The incidence of neuroendocrine tumors (NETs) is continuously rising and the therapeutic options for patients with metastatic disease are limited. Successful theranostics targeting the somatostatin receptor type 2 (SSTR2) with diagnostic and therapeutic receptor agonists are the standard of care in Europe and other countries, and have already been integrated into clinical guidelines in Europe (1). The recent NETTER-1 trial clearly demonstrated that 177Lu-DOTATATE (Lutathera™) therapy in addition to 30 mg cold octreotide given to appropriately selected SSTR2-positive patients with metastatic midgut NETs results in markedly improved progression-free survival and significantly higher response rates than high-dose octreotide (60 mg) (2).

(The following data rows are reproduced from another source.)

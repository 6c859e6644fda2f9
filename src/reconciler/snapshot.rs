//! 对外发布的只读快照

use serde::Serialize;

use crate::notification::{Notification, NotificationId};

/// 同步状态
#[derive(Debug, Clone, Copy, PartialEq, Eq, Serialize)]
#[serde(rename_all = "snake_case")]
pub enum SyncState {
    /// 未认证 / 无存储
    Idle,
    /// 首次拉取进行中
    Syncing,
    /// 存储已填充，周期刷新和推送生效
    Live,
}

/// 通知快照（最新在前）
#[derive(Debug, Clone, PartialEq, Serialize)]
pub struct NotificationSnapshot {
    pub state: SyncState,
    pub items: Vec<Notification>,
    pub unread_count: u64,
    /// 有列表拉取在进行中
    pub is_syncing: bool,
    /// 最近一次刷新失败（暂时性错误）
    pub last_refresh_failed: bool,
    /// 会话失效，需要重新认证
    pub auth_required: bool,
    /// 服务端确认失败的已读标记次数（本地不回滚）
    pub failed_confirmations: u64,
}

impl NotificationSnapshot {
    /// 空闲状态的空快照
    pub fn idle() -> Self {
        Self {
            state: SyncState::Idle,
            items: Vec::new(),
            unread_count: 0,
            is_syncing: false,
            last_refresh_failed: false,
            auth_required: false,
            failed_confirmations: 0,
        }
    }

    pub fn get(&self, id: NotificationId) -> Option<&Notification> {
        self.items.iter().find(|n| n.id == id)
    }

    /// 未读条目
    pub fn unread_items(&self) -> impl Iterator<Item = &Notification> {
        self.items.iter().filter(|n| !n.is_read)
    }

    /// 角标文本：0 不显示，超过 99 显示 "99+"
    pub fn badge_label(&self) -> String {
        match self.unread_count {
            0 => String::new(),
            n if n > 99 => "99+".to_string(),
            n => n.to_string(),
        }
    }
}

impl Default for NotificationSnapshot {
    fn default() -> Self {
        Self::idle()
    }
}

Despite the clear progression free survival (PFS) benefit of patients undergoing SSTR2-directed Peptide Receptor Radio-Nuclide Therapy (PRRNT), patients experience relapse. The recent introduction of monoclonal antibodies for cancer immunotherapy resulted in significant improvement of tumor response in numerous tumor entities including melanoma, lung cancer and some hematological cancers (3). Combination of immunotherapy with ionizing radiation appears to be promising (4–6). Therefore we hypothesized that combination of PRRNT and immunotherapy increases anti-tumorigenic effects and prolongs survival. We propose here a preclinical evaluation of SSTR2-targeted PRRNT with 177Lu-DOTATATE in addition to immunotherapy (anti-PD1) to generate synergism in a murine model of SSTR2-expressing tumors (4,7–9). This preclinical evaluation will provide important information whether a translation into the clinic is warranted.